(Collected data entries)
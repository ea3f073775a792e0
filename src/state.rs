//! Trading state owned by the engine and shared with readers as snapshots.
//!
//! The engine task is the only writer. Everything else (command replies,
//! supervisor status) takes a cloned [`TradingState`] through
//! [`SharedState::snapshot`], so no lock is ever held across an exchange call.

use std::sync::Arc;

use chrono::{DateTime, Days, NaiveTime, Utc};
use rust_decimal::Decimal;
use serde::{Deserialize, Serialize};
use thiserror::Error;
use tokio::sync::RwLock;
use tracing::info;

use crate::exchange::Venue;
use crate::models::{ExitReason, Position, TradeRecord};

/// Invariant faults on the position lifecycle.
#[derive(Debug, Error, PartialEq, Eq)]
pub enum StateError {
    #[error("a position is already open")]
    PositionAlreadyOpen,

    #[error("no position is open")]
    NoOpenPosition,
}

/// Aggregate engine state. Lives in memory only.
#[derive(Debug, Clone, PartialEq, Serialize, Deserialize)]
pub struct TradingState {
    pub position: Option<Position>,
    pub total_pnl: Decimal,
    pub daily_trades: u32,

    /// Next instant at which the daily counter resets
    pub daily_reset_at: DateTime<Utc>,

    /// First balance observed after start, `None` until then
    pub initial_balance: Option<Decimal>,
    pub current_balance: Decimal,

    pub last_confidence: Option<f64>,
    pub last_volatility: Option<f64>,
    pub last_health_check: Option<DateTime<Utc>>,

    /// Advisory flag from the risk manager, never consumed by entry logic
    pub reduce_risk_advised: bool,

    /// Venue currently serving the engine
    pub venue: Venue,

    pub trades: Vec<TradeRecord>,
}

impl TradingState {
    pub fn new(now: DateTime<Utc>, venue: Venue) -> Self {
        Self {
            position: None,
            total_pnl: Decimal::ZERO,
            daily_trades: 0,
            daily_reset_at: next_utc_midnight(now),
            initial_balance: None,
            current_balance: Decimal::ZERO,
            last_confidence: None,
            last_volatility: None,
            last_health_check: None,
            reduce_risk_advised: false,
            venue,
            trades: Vec::new(),
        }
    }

    pub fn has_position(&self) -> bool {
        self.position.is_some()
    }

    /// Reset the daily counter if the watermark has passed. Returns whether it reset.
    ///
    /// Checked once per tick, so the reset lands up to one loop interval late.
    pub fn reset_daily_if_due(&mut self, now: DateTime<Utc>) -> bool {
        if !should_reset(now, self.daily_reset_at) {
            return false;
        }
        self.daily_trades = 0;
        self.daily_reset_at = next_utc_midnight(now);
        info!(next_reset = %self.daily_reset_at, "Daily trades counter reset");
        true
    }

    /// Record a balance reading. The first positive one becomes the initial
    /// balance, so an account funded after start-up still gets a drawdown base.
    pub fn record_balance(&mut self, balance: Decimal) {
        if self.initial_balance.map_or(true, |b| b <= Decimal::ZERO) {
            self.initial_balance = Some(balance);
        }
        self.current_balance = balance;
    }

    /// Store a freshly opened position and count it against the daily limit.
    pub fn open_position(&mut self, position: Position) -> Result<(), StateError> {
        if self.position.is_some() {
            return Err(StateError::PositionAlreadyOpen);
        }
        self.position = Some(position);
        self.daily_trades += 1;
        Ok(())
    }

    /// Realize P&L at `exit_price`, append the trade record and go flat.
    pub fn close_position(
        &mut self,
        exit_price: Decimal,
        reason: ExitReason,
        now: DateTime<Utc>,
    ) -> Result<TradeRecord, StateError> {
        let position = self.position.take().ok_or(StateError::NoOpenPosition)?;
        let pnl = position.pnl_at(exit_price);

        let record = TradeRecord {
            time: now,
            side: position.side,
            entry_price: position.entry_price,
            exit_price,
            size: position.size,
            leverage: position.leverage,
            pnl,
            exit_reason: reason,
        };
        self.total_pnl += pnl;
        self.trades.push(record.clone());

        info!(pnl = %pnl, total_pnl = %self.total_pnl, reason = %reason, "Trade closed");
        Ok(record)
    }

    /// Most recent `n` trades, oldest first.
    pub fn recent_trades(&self, n: usize) -> &[TradeRecord] {
        let start = self.trades.len().saturating_sub(n);
        &self.trades[start..]
    }

    pub fn winning_trades(&self) -> usize {
        self.trades.iter().filter(|t| t.pnl > Decimal::ZERO).count()
    }
}

/// Whether the daily reset watermark has been reached.
pub fn should_reset(now: DateTime<Utc>, watermark: DateTime<Utc>) -> bool {
    now >= watermark
}

/// The first UTC midnight strictly after `now`.
pub fn next_utc_midnight(now: DateTime<Utc>) -> DateTime<Utc> {
    let today = now.date_naive();
    let tomorrow = today.checked_add_days(Days::new(1)).unwrap_or(today);
    tomorrow.and_time(NaiveTime::MIN).and_utc()
}

/// Single-writer handle to the [`TradingState`].
#[derive(Debug, Clone)]
pub struct SharedState {
    inner: Arc<RwLock<TradingState>>,
}

impl SharedState {
    pub fn new(state: TradingState) -> Self {
        Self {
            inner: Arc::new(RwLock::new(state)),
        }
    }

    /// Copy of the current state. Never a live reference.
    pub async fn snapshot(&self) -> TradingState {
        self.inner.read().await.clone()
    }

    /// Apply a mutation under the write lock.
    pub async fn update<R>(&self, f: impl FnOnce(&mut TradingState) -> R) -> R {
        let mut guard = self.inner.write().await;
        f(&mut guard)
    }
}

What you will do: Retype the records above exactly.

Answer area:
repository ea3f073775a792e0
filename src/state.rs
//! Trading state owned by the engine and shared with readers as snapshots.
//!
//! The engine task is the only writer. Everything else (command replies,
//! supervisor status) takes a cloned [`TradingState`] through
//! [`SharedState::snapshot`], so no lock is ever held across an exchange call.

use std::sync::Arc;

use chrono::{DateTime, Days, NaiveTime, Utc};
use rust_decimal::Decimal;
use serde::{Deserialize, Serialize};
use thiserror::Error;
use tokio::sync::RwLock;
use tracing::info;

use crate::exchange::Venue;
use crate::models::{ExitReason, Position, TradeRecord};

/// Invariant faults on the position lifecycle.
#[derive(Debug, Error, PartialEq, Eq)]
pub enum StateError {
    #[error("a position is already open")]
    PositionAlreadyOpen,

    #[error("no position is open")]
    NoOpenPosition,
}

/// Aggregate engine state. Lives in memory only.
#[derive(Debug, Clone, PartialEq, Serialize, Deserialize)]
pub struct TradingState {
    pub position: Option<Position>,
    pub total_pnl: Decimal,
    pub daily_trades: u32,

    /// Next instant at which the daily counter resets
    pub daily_reset_at: DateTime<Utc>,

    /// First balance observed after start, `None` until then
    pub initial_balance: Option<Decimal>,
    pub current_balance: Decimal,

    pub last_confidence: Option<f64>,
    pub last_volatility: Option<f64>,
    pub last_health_check: Option<DateTime<Utc>>,

    /// Advisory flag from the risk manager, never consumed by entry logic
    pub reduce_risk_advised: bool,

    /// Venue currently serving the engine
    pub venue: Venue,

    pub trades: Vec<TradeRecord>,
}

impl TradingState {
    pub fn new(now: DateTime<Utc>, venue: Venue) -> Self {
        Self {
            position: None,
            total_pnl: Decimal::ZERO,
            daily_trades: 0,
            daily_reset_at: next_utc_midnight(now),
            initial_balance: None,
            current_balance: Decimal::ZERO,
            last_confidence: None,
            last_volatility: None,
            last_health_check: None,
            reduce_risk_advised: false,
            venue,
            trades: Vec::new(),
        }
    }

    pub fn has_position(&self) -> bool {
        self.position.is_some()
    }

    /// Reset the daily counter if the watermark has passed. Returns whether it reset.
    ///
    /// Checked once per tick, so the reset lands up to one loop interval late.
    pub fn reset_daily_if_due(&mut self, now: DateTime<Utc>) -> bool {
        if !should_reset(now, self.daily_reset_at) {
            return false;
        }
        self.daily_trades = 0;
        self.daily_reset_at = next_utc_midnight(now);
        info!(next_reset = %self.daily_reset_at, "Daily trades counter reset");
        true
    }

    /// Record a balance reading. The first positive one becomes the initial
    /// balance, so an account funded after start-up still gets a drawdown base.
    pub fn record_balance(&mut self, balance: Decimal) {
        if self.initial_balance.map_or(true, |b| b <= Decimal::ZERO) {
            self.initial_balance = Some(balance);
        }
        self.current_balance = balance;
    }

    /// Store a freshly opened position and count it against the daily limit.
    pub fn open_position(&mut self, position: Position) -> Result<(), StateError> {
        if self.position.is_some() {
            return Err(StateError::PositionAlreadyOpen);
        }
        self.position = Some(position);
        self.daily_trades += 1;
        Ok(())
    }

    /// Realize P&L at `exit_price`, append the trade record and go flat.
    pub fn close_position(
        &mut self,
        exit_price: Decimal,
        reason: ExitReason,
        now: DateTime<Utc>,
    ) -> Result<TradeRecord, StateError> {
        let position = self.position.take().ok_or(StateError::NoOpenPosition)?;
        let pnl = position.pnl_at(exit_price);

        let record = TradeRecord {
            time: now,
            side: position.side,
            entry_price: position.entry_price,
            exit_price,
            size: position.size,
            leverage: position.leverage,
            pnl,
            exit_reason: reason,
        };
        self.total_pnl += pnl;
        self.trades.push(record.clone());

        info!(pnl = %pnl, total_pnl = %self.total_pnl, reason = %reason, "Trade closed");
        Ok(record)
    }

    /// Most recent `n` trades, oldest first.
    pub fn recent_trades(&self, n: usize) -> &[TradeRecord] {
        let start = self.trades.len().saturating_sub(n);
        &self.trades[start..]
    }

    pub fn winning_trades(&self) -> usize {
        self.trades.iter().filter(|t| t.pnl > Decimal::ZERO).count()
    }
}

/// Whether the daily reset watermark has been reached.
pub fn should_reset(now: DateTime<Utc>, watermark: DateTime<Utc>) -> bool {
    now >= watermark
}

/// The first UTC midnight strictly after `now`.
pub fn next_utc_midnight(now: DateTime<Utc>) -> DateTime<Utc> {
    let today = now.date_naive();
    let tomorrow = today.checked_add_days(Days::new(1)).unwrap_or(today);
    tomorrow.and_time(NaiveTime::MIN).and_utc()
}

/// Single-writer handle to the [`TradingState`].
#[derive(Debug, Clone)]
pub struct SharedState {
    inner: Arc<RwLock<TradingState>>,
}

impl SharedState {
    pub fn new(state: TradingState) -> Self {
        Self {
            inner: Arc::new(RwLock::new(state)),
        }
    }

    /// Copy of the current state. Never a live reference.
    pub async fn snapshot(&self) -> TradingState {
        self.inner.read().await.clone()
    }

    /// Apply a mutation under the write lock.
    pub async fn update<R>(&self, f: impl FnOnce(&mut TradingState) -> R) -> R {
        let mut guard = self.inner.write().await;
        f(&mut guard)
    }
}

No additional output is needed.